Снова в его голосе возобладало раздражение:

— И даже если не смогу сделать этого, ты все равно принадлежишь мне. Я вправе применить силу и остаться тут. В этой комнате.

Усталым, отрешенным голосом она произнесла:

— И это я знаю. Но ты никогда так не поступишь.

Он знал, что она права, и потому заставил себя оторваться от нее и стремительно выбежал из комнаты.

Глава 18

…Неужели ваш автор — единственный из всех, кто мог заметить, что мужчины из высшего общества стали в эти дни поглощать намного больше спиртных напитков?..

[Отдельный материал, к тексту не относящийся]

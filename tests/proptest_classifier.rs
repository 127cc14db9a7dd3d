//! Property-based testing for webhook classification and dispatch.
//!
//! Uses proptest to generate messaging entries with arbitrary discriminator
//! combinations and verify the precedence rules hold for all of them.

use std::collections::HashSet;
use std::sync::atomic::{AtomicUsize, Ordering};
use std::sync::Arc;

use messenger_hooks::error::WebhookError;
use messenger_hooks::webhook::{
    classify, detect_kind, Dispatcher, EventKind, HookRegistry, MessagingEntry, WebhookEnvelope,
};
use proptest::prelude::*;
use serde_json::{json, Map, Value};

/// Top-level discriminators in precedence order
const TOP_LEVEL: &[EventKind] = &[
    EventKind::Postback,
    EventKind::Delivery,
    EventKind::Optin,
    EventKind::Read,
    EventKind::AccountLinking,
    EventKind::Referral,
    EventKind::Payment,
    EventKind::PolicyEnforcement,
];

const KNOWN_KEYS: &[&str] = &[
    "sender",
    "recipient",
    "timestamp",
    "message",
    "reaction",
    "postback",
    "delivery",
    "optin",
    "read",
    "account_linking",
    "referral",
    "payment",
    "policy_enforcement",
    "policy-enforcement",
];

// ============================================================================
// STRATEGIES
// ============================================================================

/// Strategy for any event kind
pub fn arb_kind() -> impl Strategy<Value = EventKind> {
    prop::sample::select(EventKind::ALL.to_vec())
}

/// Strategy for short payload strings
pub fn arb_text() -> impl Strategy<Value = String> {
    "[a-zA-Z0-9 _-]{1,40}"
}

/// Strategy for millisecond timestamps
pub fn arb_millis() -> impl Strategy<Value = i64> {
    1_400_000_000_000i64..1_900_000_000_000i64
}

/// Strategy for keys the classifier does not know about
pub fn arb_unknown_key() -> impl Strategy<Value = String> {
    "[a-z_]{1,16}".prop_filter("must not be a known key", |key| {
        !KNOWN_KEYS.contains(&key.as_str())
    })
}

/// Entry key and a valid body for `kind`
fn body_for(kind: EventKind, text: &str, millis: i64) -> (&'static str, Value) {
    match kind {
        EventKind::Message => ("message", json!({"mid": format!("m_{text}"), "text": text})),
        EventKind::MessageEcho => (
            "message",
            json!({
                "mid": format!("m_{text}"),
                "text": text,
                "is_echo": true,
                "app_id": 1517776481860111_i64
            }),
        ),
        EventKind::MessageReaction => (
            "reaction",
            json!({
                "reaction": "like",
                "emoji": "\u{1f44d}",
                "action": "react",
                "mid": format!("m_{text}")
            }),
        ),
        EventKind::Postback => ("postback", json!({"title": text, "payload": text})),
        EventKind::Delivery => (
            "delivery",
            json!({"mids": [format!("m_{text}")], "watermark": millis}),
        ),
        EventKind::Optin => ("optin", json!({"ref": text})),
        EventKind::Read => ("read", json!({"watermark": millis})),
        EventKind::AccountLinking => ("account_linking", json!({"status": "unlinked"})),
        EventKind::Referral => (
            "referral",
            json!({"ref": text, "source": "SHORTLINK", "type": "OPEN_THREAD"}),
        ),
        EventKind::Payment => (
            "payment",
            json!({"payload": text, "amount": {"currency": "USD", "amount": "2.70"}}),
        ),
        EventKind::PolicyEnforcement => (
            "policy_enforcement",
            json!({"action": "block", "reason": text}),
        ),
    }
}

fn entry_with(kinds: &[EventKind], text: &str, millis: i64) -> MessagingEntry {
    let mut map = Map::new();
    map.insert("sender".to_string(), json!({"id": "USER_PSID"}));
    map.insert("recipient".to_string(), json!({"id": "PAGE_ID"}));
    map.insert("timestamp".to_string(), json!(millis));
    for kind in kinds {
        let (key, body) = body_for(*kind, text, millis);
        map.insert(key.to_string(), body);
    }
    MessagingEntry::new(map)
}

// ============================================================================
// CLASSIFICATION PROPERTIES
// ============================================================================

proptest! {
    #![proptest_config(ProptestConfig::with_cases(256))]

    #[test]
    fn single_discriminator_maps_to_its_kind(
        kind in arb_kind(),
        text in arb_text(),
        millis in arb_millis(),
    ) {
        let entry = entry_with(&[kind], &text, millis);

        let (classified, event) = classify(entry.clone()).unwrap();
        prop_assert_eq!(classified, kind);
        prop_assert_eq!(event.kind(), kind);
        prop_assert_eq!(event.timestamp(), millis);
        prop_assert_eq!(event.raw(), &entry);
        prop_assert_eq!(detect_kind(&entry), Some(kind));
    }

    #[test]
    fn classification_is_deterministic(
        kinds in prop::collection::vec(arb_kind(), 1..4),
        text in arb_text(),
        millis in arb_millis(),
    ) {
        let entry = entry_with(&kinds, &text, millis);

        let (first_kind, first) = classify(entry.clone()).unwrap();
        let (second_kind, second) = classify(entry.clone()).unwrap();
        prop_assert_eq!(first_kind, second_kind);
        prop_assert_eq!(first, second);
    }

    #[test]
    fn first_top_level_key_wins(
        mask in prop::collection::vec(any::<bool>(), TOP_LEVEL.len()),
        text in arb_text(),
        millis in arb_millis(),
    ) {
        let present: Vec<EventKind> = TOP_LEVEL
            .iter()
            .zip(&mask)
            .filter(|(_, on)| **on)
            .map(|(kind, _)| *kind)
            .collect();
        prop_assume!(!present.is_empty());

        let (kind, _) = classify(entry_with(&present, &text, millis)).unwrap();
        prop_assert_eq!(kind, present[0]);
    }

    #[test]
    fn message_family_beats_top_level_keys(
        head in prop::sample::select(vec![
            EventKind::Message,
            EventKind::MessageEcho,
            EventKind::MessageReaction,
        ]),
        others in prop::collection::vec(prop::sample::select(TOP_LEVEL.to_vec()), 0..4),
        text in arb_text(),
        millis in arb_millis(),
    ) {
        let mut kinds = vec![head];
        kinds.extend(others);

        let (kind, _) = classify(entry_with(&kinds, &text, millis)).unwrap();
        prop_assert_eq!(kind, head);
    }

    #[test]
    fn reaction_beats_plain_message(text in arb_text(), millis in arb_millis()) {
        let entry = entry_with(&[EventKind::Message, EventKind::MessageReaction], &text, millis);
        prop_assert_eq!(detect_kind(&entry), Some(EventKind::MessageReaction));
    }

    #[test]
    fn unknown_keys_are_unrecognized(
        keys in prop::collection::hash_set(arb_unknown_key(), 0..6),
        millis in arb_millis(),
    ) {
        let mut map = Map::new();
        map.insert("sender".to_string(), json!({"id": "USER_PSID"}));
        map.insert("recipient".to_string(), json!({"id": "PAGE_ID"}));
        map.insert("timestamp".to_string(), json!(millis));
        for key in &keys {
            map.insert(key.clone(), json!({}));
        }

        match classify(MessagingEntry::new(map)) {
            Err(WebhookError::UnrecognizedEvent { keys: reported }) => {
                let reported: HashSet<String> = reported.into_iter().collect();
                for key in &keys {
                    prop_assert!(reported.contains(key));
                }
            }
            other => prop_assert!(
                false,
                "expected UnrecognizedEvent, got {:?}",
                other.map(|(kind, _)| kind)
            ),
        }
    }

    #[test]
    fn kind_names_parse_back(kind in arb_kind()) {
        prop_assert_eq!(kind.as_str().parse::<EventKind>().unwrap(), kind);
    }
}

// ============================================================================
// DISPATCH PROPERTIES
// ============================================================================

proptest! {
    #![proptest_config(ProptestConfig::with_cases(64))]

    #[test]
    fn only_registered_kinds_are_handled(
        registered in prop::sample::subsequence(EventKind::ALL.to_vec(), 0..=EventKind::ALL.len()),
        delivered in prop::collection::vec(arb_kind(), 1..12),
        text in arb_text(),
        millis in arb_millis(),
    ) {
        let registry = Arc::new(HookRegistry::new());
        let calls = Arc::new(AtomicUsize::new(0));
        for kind in &registered {
            let counter = calls.clone();
            registry.on(*kind, move |_| {
                counter.fetch_add(1, Ordering::SeqCst);
                Ok(())
            });
        }

        let messaging: Vec<Value> = delivered
            .iter()
            .map(|kind| Value::Object(entry_with(&[*kind], &text, millis).as_map().clone()))
            .collect();
        let envelope: WebhookEnvelope = serde_json::from_value(json!({
            "object": "page",
            "entry": [{"id": "PAGE_ID", "time": millis, "messaging": messaging}]
        }))
        .unwrap();

        let summary = tokio_test::block_on(Dispatcher::new(registry).receive(envelope)).unwrap();

        let expected = delivered.iter().filter(|kind| registered.contains(*kind)).count();
        prop_assert_eq!(summary.handled, expected);
        prop_assert_eq!(summary.ignored, delivered.len() - expected);
        prop_assert_eq!(calls.load(Ordering::SeqCst), expected);
    }
}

«Светская хроника леди Уислдаун», 4 июня 1813 года


Саймон ушел из спальни Дафны и напился. Это не было для него привычным и любимым занятием, но он сделал это.

В нескольких милях от Клайвдона, на берегу моря, было немало питейных заведений, куда частенько заходили моряки, чтобы выпить, а также подраться. Двое из них сунулись было к Саймону. Он отмолотил обоих.

В глубинах его души бушевала злость, кипела ярость, они искали выхода и нашли его этой ночью. Ему нужен был лишь малейший повод, чтобы вступить в драку. Повод тоже нашелся.

Саймон был уже порядком пьян, когда началась потасовка, и видел в своих противниках не краснолицых от солнца и ветра матросов, а своего отца. Каждый удар предназначался не им, а ему одному — его постоянному мучителю и недругу. И после каждого удара он испытывал облегчение. Никогда он не считал себя жестоким, кровожадным, но будь он неладен, если ему не было хорошо, когда его кулак попадал в цель.

После того как он разделался с двумя особенно задиристыми, больше никто к нему не приставал. Моряки вскоре ушли, а местные предпочли не связываться — в этом хорошо одетом незнакомце, помимо несомненной силы, они распознали затаенную ярость, а от таких лучше держаться подальше.

Саймон оставался в пивнушке до рассвета. Перед ним стояла большая бутылка с дешевым виски, к которой он постоянно прикладывался; потом он поднялся наконец, расплатился, сунул бутылку в карман, взгромоздился на лошадь и направился домой.

По дороге Саймон допил остатки и выбросил бутылку. Пьянея все больше по мере приближения к дому, он думал только об одном. Одно сверлило его мозг.